More states are considering policies to address healthcare cost control issues through benchmarking programs, according to a Manatt Health report prepared for the Robert Wood Johnson Foundation that was released Thursday morning.
The report states that, in general, healthcare benchmarking programs establish a statewide cost benchmark, collect data to measure cost growth against the benchmark, publish public reports to identify cost drivers, and utilize governmental tools to boost transparency and contain spending.
Still, benchmarking programs can "vary significantly," Manatt found, as states pursue different policy goals with a variety of approaches. This year, Oregon became the fourth state to implement a healthcare cost benchmarking program, joining Massachusetts, Delaware, and Rhode Island.

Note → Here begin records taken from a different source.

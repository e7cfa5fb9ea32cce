//! Client-side JWT introspection.
//!
//! This is an expiry hint only: the signature is not checked and the backend
//! stays authoritative. Every malformed input maps to an invalid inspection
//! rather than an error.

#[cfg(test)]
#[path = "token_test.rs"]
mod token_test;

use base64ct::{Base64, Base64Unpadded, Base64Url, Base64UrlUnpadded, Encoding};
use serde_json::{Map, Value};

/// Result of decoding a bearer token's payload.
#[derive(Debug, Clone, Copy, PartialEq, Eq)]
pub struct TokenInspection {
    /// True iff the payload decoded and `exp` lies in the future.
    pub valid: bool,
    /// The `exp` claim in seconds since the epoch, when readable.
    pub exp: Option<i64>,
}

impl TokenInspection {
    const INVALID: Self = Self { valid: false, exp: None };
}

/// Decode `token` and compare its `exp` claim with `now_secs`.
pub fn inspect_token(token: &str, now_secs: i64) -> TokenInspection {
    let Some(claims) = decode_claims(token) else {
        return TokenInspection::INVALID;
    };
    let Some(exp) = claims.get("exp").and_then(exp_seconds) else {
        return TokenInspection::INVALID;
    };
    TokenInspection { valid: exp > now_secs, exp: Some(exp) }
}

/// Decode the middle segment of a three-part JWT into its claim object.
pub fn decode_claims(token: &str) -> Option<Map<String, Value>> {
    let mut segments = token.trim().split('.');
    let (Some(header), Some(payload), Some(_signature), None) =
        (segments.next(), segments.next(), segments.next(), segments.next())
    else {
        return None;
    };
    if header.is_empty() || payload.is_empty() {
        return None;
    }

    let bytes = decode_segment(payload)?;
    match serde_json::from_slice(&bytes).ok()? {
        Value::Object(claims) => Some(claims),
        _ => None,
    }
}

/// JWTs use unpadded base64url, but some issuers pad or use the standard
/// alphabet; accept all four encodings.
fn decode_segment(segment: &str) -> Option<Vec<u8>> {
    Base64UrlUnpadded::decode_vec(segment)
        .or_else(|_| Base64Url::decode_vec(segment))
        .or_else(|_| Base64Unpadded::decode_vec(segment))
        .or_else(|_| Base64::decode_vec(segment))
        .ok()
}

#[allow(clippy::cast_possible_truncation)]
fn exp_seconds(value: &Value) -> Option<i64> {
    value
        .as_i64()
        .or_else(|| value.as_f64().filter(|f| f.is_finite()).map(|f| f.floor() as i64))
}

Joel Ario, managing director at Manatt and former Director of the Office of Insurance Exchanges, told HealthLeaders that states have realized a need to address issues around affordability in order to continue expanding coverage options.

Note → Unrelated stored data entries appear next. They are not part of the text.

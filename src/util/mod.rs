//! Leptos glue between the session layer and route components.
//!
//! SYSTEM CONTEXT
//! ==============
//! Keeps signal and browser-event wiring out of the auth logic so the latter
//! stays testable without a DOM.

pub mod auth;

"Among the different cost control strategies. benchmarking seems to have a favored status among the states these days, it's a trendsetter," Ario said.
He added that Oregon's decision to establish a benchmarking program is a "significant development" because the state brings "transparency on steroids," due to previously passed laws dealing with hospital transparency. He also said that the state has already implemented benchmarking for its public health programs.

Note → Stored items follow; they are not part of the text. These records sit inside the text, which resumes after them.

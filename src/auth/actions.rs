//! OTP login, registration and profile actions.
//!
//! SYSTEM CONTEXT
//! ==============
//! `AuthService` drives the session state machine:
//!
//! - Idle -> OTP requested: [`AuthService::login_user`]
//! - OTP requested -> Authenticated: [`AuthService::verify_otp`]
//! - Authenticated -> Idle: [`AuthService::logout_user`]
//! - Idle -> Authenticated: [`AuthService::register_and_verify`] and
//!   [`AuthService::complete_login_flow`]
//!
//! Input is validated before dispatch. Any response that embeds a user passes
//! through the [`BanEnforcer`] before the success path runs, and a restricted
//! user's token is never persisted.

#[cfg(test)]
#[path = "actions_test.rs"]
mod actions_test;

use std::rc::Rc;

use serde_json::{Map, Value, json};

use super::enforcer::{BanEnforcer, Navigator, embedded_user};
use super::validation::{validate_otp, validate_phone, validate_registration};
use crate::config::ApiConfig;
use crate::error::AuthError;
use crate::models::{Profile, RegisterRequest, Session};
use crate::net::api::{ApiClient, LOGIN_PATH, ME_PATH, REGISTER_PATH, VERIFY_OTP_PATH, user_path};
use crate::net::transport::ApiTransport;
use crate::redirect::RedirectManager;
use crate::session::SessionValidator;
use crate::storage::{KvStore, TokenStore};

/// Where the login flow lands when no redirect target is pending.
pub const DEFAULT_AFTER_LOGIN: &str = "/dashboard";

/// Result of a completed login: the new session and where to go next.
#[derive(Debug, Clone, PartialEq)]
pub struct LoginOutcome {
    pub session: Session,
    pub destination: String,
}

pub struct AuthService<T, S> {
    api: ApiClient<T>,
    tokens: TokenStore<S>,
    validator: SessionValidator<S>,
    enforcer: BanEnforcer<S>,
    redirects: RedirectManager<S>,
}

impl<T: ApiTransport, S: KvStore> AuthService<T, S> {
    pub fn new(api: ApiClient<T>, store: S, navigator: Rc<dyn Navigator>, config: &ApiConfig) -> Self {
        let tokens = TokenStore::new(store.clone());
        Self {
            api,
            validator: SessionValidator::new(tokens.clone()),
            enforcer: BanEnforcer::new(tokens.clone(), navigator, &config.landing_route),
            redirects: RedirectManager::with_login_route(store, &config.login_route),
            tokens,
        }
    }

    /// Run `on_logout` whenever the enforcer forces a logout.
    #[must_use]
    pub fn with_logout_callback(mut self, on_logout: impl Fn() + 'static) -> Self {
        self.enforcer = self.enforcer.with_logout_callback(on_logout);
        self
    }

    pub fn api(&self) -> &ApiClient<T> {
        &self.api
    }

    pub fn tokens(&self) -> &TokenStore<S> {
        &self.tokens
    }

    pub fn redirects(&self) -> &RedirectManager<S> {
        &self.redirects
    }

    pub fn is_authenticated(&self) -> bool {
        self.validator.is_authenticated()
    }

    /// Cached profile; `None` (and a cleared store) for restricted accounts.
    pub fn current_user(&self) -> Option<Profile> {
        self.validator.current_user()
    }

    /// Bearer token of a valid session, for authenticated helpers.
    ///
    /// # Errors
    ///
    /// Returns [`AuthError::NotAuthenticated`] when no usable session exists.
    pub fn bearer(&self) -> Result<String, AuthError> {
        self.validator
            .current_session()
            .map(|s| s.token)
            .ok_or(AuthError::NotAuthenticated)
    }

    /// Create an account; the backend sends an OTP to the phone.
    ///
    /// # Errors
    ///
    /// Returns [`AuthError::Validation`] for malformed fields before any
    /// request, or [`AuthError::Http`] when the backend rejects the account.
    pub async fn register_user(&self, request: &RegisterRequest) -> Result<Value, AuthError> {
        let request = validate_registration(&request.name, &request.phone, request.email.as_deref())?;
        let body = serde_json::to_value(&request)?;
        let response = self.api.post(REGISTER_PATH, None, body).await?;
        self.enforcer.check_response(&response)?;
        tracing::info!("registration accepted");
        Ok(response)
    }

    /// Ask the backend to send an OTP to `phone`.
    ///
    /// Returns the backend's confirmation message, when it sends one.
    ///
    /// # Errors
    ///
    /// Returns [`AuthError::Validation`] for a malformed phone before any
    /// request, otherwise the request's failure.
    pub async fn login_user(&self, phone: &str) -> Result<Option<String>, AuthError> {
        let phone = validate_phone(phone)?;
        let response = self.api.post(LOGIN_PATH, None, json!({ "phone": phone })).await?;
        self.enforcer.check_response(&response)?;
        tracing::info!("otp requested");
        Ok(response.get("message").and_then(Value::as_str).map(str::to_owned))
    }

    /// Exchange phone + OTP for a session and persist it.
    ///
    /// # Errors
    ///
    /// Returns [`AuthError::Banned`]/[`AuthError::Inactive`] when the verified
    /// user is restricted (nothing is persisted), [`AuthError::Parse`] when the
    /// response lacks a token or user, or the request's failure.
    pub async fn verify_otp(&self, phone: &str, otp: &str) -> Result<Session, AuthError> {
        let phone = validate_phone(phone)?;
        let otp = validate_otp(otp)?;
        let response = self
            .api
            .post(VERIFY_OTP_PATH, None, json!({ "phone": phone, "otp": otp }))
            .await?;

        self.enforcer.check_response(&response)?;
        let session = parse_session(&response)?;
        self.tokens.save(&session.token, &session.user)?;
        tracing::info!(user_id = %session.user.id, "login verified");
        Ok(session)
    }

    /// Drop the local session. Safe when already logged out.
    pub fn logout_user(&self) {
        self.tokens.clear();
        tracing::info!("logged out");
    }

    /// Register then verify. A failed verification leaves the created account
    /// in place; the backend owns that cleanup.
    ///
    /// # Errors
    ///
    /// Returns the first failing step's error.
    pub async fn register_and_verify(&self, request: &RegisterRequest, otp: &str) -> Result<LoginOutcome, AuthError> {
        validate_otp(otp)?;
        self.register_user(request).await?;
        let session = self.verify_otp(&request.phone, otp).await?;
        Ok(self.finish_login(session))
    }

    /// Request an OTP then verify it in one step.
    ///
    /// # Errors
    ///
    /// Returns the first failing step's error.
    pub async fn complete_login_flow(&self, phone: &str, otp: &str) -> Result<LoginOutcome, AuthError> {
        validate_otp(otp)?;
        self.login_user(phone).await?;
        let session = self.verify_otp(phone, otp).await?;
        Ok(self.finish_login(session))
    }

    /// Pair a fresh session with the pending redirect target, consuming it.
    pub fn finish_login(&self, session: Session) -> LoginOutcome {
        let destination = self
            .redirects
            .consume()
            .unwrap_or_else(|| DEFAULT_AFTER_LOGIN.to_owned());
        LoginOutcome { session, destination }
    }

    /// Refresh the cached profile from the backend.
    ///
    /// # Errors
    ///
    /// Returns [`AuthError::NotAuthenticated`] without a session, the ban
    /// error for restricted accounts, or the request's failure.
    pub async fn fetch_me(&self) -> Result<Profile, AuthError> {
        let token = self.bearer()?;
        let response = self.api.get(ME_PATH, Some(&token)).await?;
        let user = returned_user(&response).unwrap_or(&response);
        self.enforcer.check_response(&json!({ "user": user }))?;
        let profile: Profile = serde_json::from_value(user.clone())?;
        self.tokens.replace_profile(&profile)?;
        Ok(profile)
    }

    /// Update a user and merge the result into the cached profile.
    ///
    /// The server may answer with the full user, a partial one, or nothing
    /// useful; whatever comes back (falling back to `patch`) is merged over
    /// the cached copy rather than replacing it. Updates to another user's
    /// record leave the cache alone.
    ///
    /// # Errors
    ///
    /// Returns [`AuthError::NotAuthenticated`] without a session, the ban
    /// error when the response flags the user, or the request's failure.
    pub async fn update_user_by_id(&self, user_id: &str, patch: Map<String, Value>) -> Result<Profile, AuthError> {
        let token = self.bearer()?;
        let response = self
            .api
            .patch(&user_path(user_id), Some(&token), Value::Object(patch.clone()))
            .await?;

        let returned = returned_user(&response);
        let is_self = self.tokens.profile().is_some_and(|p| p.id == user_id);
        if is_self {
            if let Some(user) = returned {
                self.enforcer.check_response(&json!({ "user": user }))?;
            }
        }

        let fields = returned.and_then(Value::as_object).cloned().unwrap_or(patch);
        if is_self {
            return self
                .tokens
                .update_profile(&fields)?
                .ok_or(AuthError::NotAuthenticated);
        }
        let mut fields = fields;
        if !fields.contains_key("id") && !fields.contains_key("_id") {
            fields.insert("id".to_owned(), Value::String(user_id.to_owned()));
        }
        Ok(serde_json::from_value(Value::Object(fields))?)
    }
}

/// The user a response carries: an embedded one, or the body itself when it
/// looks like a bare user object.
fn returned_user(body: &Value) -> Option<&Value> {
    embedded_user(body).or_else(|| (body.get("id").is_some() || body.get("_id").is_some()).then_some(body))
}

/// Pull `{ token, user }` out of a verification response.
///
/// # Errors
///
/// Returns [`AuthError::Parse`] when either half is missing or malformed.
pub fn parse_session(body: &Value) -> Result<Session, AuthError> {
    let token = body
        .get("token")
        .or_else(|| body.get("data").and_then(|d| d.get("token")))
        .and_then(Value::as_str)
        .filter(|t| !t.trim().is_empty())
        .ok_or_else(|| AuthError::Parse("response is missing a token".to_owned()))?;
    let user = embedded_user(body).ok_or_else(|| AuthError::Parse("response is missing a user".to_owned()))?;
    let user: Profile = serde_json::from_value(user.clone())?;
    Ok(Session { token: token.to_owned(), user })
}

"Benchmarking is a big deal for a lot of states [that are] looking at ways to control costs and Oregon is poised to build on the Massachusetts model," Ario said.
In the Beaver State, officials have consolidated healthcare programs into one agency, the Oregon Health Authority (OHA). This gives its benchmarking program a foundation to build on, according to Jeremy Vandehey, director of Health Policy and Analytics at the OHA.
He told HealthLeaders that the state first considered implementing a benchmarking program years ago after having conversations about mirroring hospital rate setting policies from Maryland.
While Oregon opted not to follow the same approach, the benchmarking program grew out of a desire to contain healthcare prices with a total cost of care approach, he said.
"Both insurers and hospital leaders in Oregon are supportive of this approach because the idea [is that] everybody has to be all in on containing costs and not just focusing on one part of the healthcare system," Vandehey said. "Frankly, the hope is that this brings insurers and providers together to develop new value-based payment arrangements in a way that ultimately improves outcomes, value, and lowers costs in the system."
Vandehey said the state has set a cost growth target for its healthcare programs that's below the expected healthcare cost growth rate, adding that the benchmarking program is "on the lighter side" of regulatory actions that were considered.
He added that the goals associated with benchmarking have resonated with hospital leaders who are seeking to avoid the influx of patients returning to the emergency room without adequate insurance coverage.
Vandehey said one challenge the state has run in to revolves around the commercial market, which has seen premiums rise faster than wages alongside deductibles.
As costs have grown at an "unsustainable rate," Vandehey said the state is focusing on using its benchmarking program to ensure sure that people stay enrolled in health coverage gained through the Affordable Care Act.
"We see this as sort of the next phase of transformation in the state and it's taking a concept that we've [used] to tighten our belts and apply that statewide," Vandehey said. "[Benchmarking] is the concept of setting a budget target [with] an expectation that insurers and providers work together to meet that target and move away from a system that's largely based on just generating revenue to one that's focused on containing costs and living within a sustainable budget target that the state, families, and businesses can afford."
Jack O'Brien is the finance editor at HealthLeaders, a Simplify Compliance brand.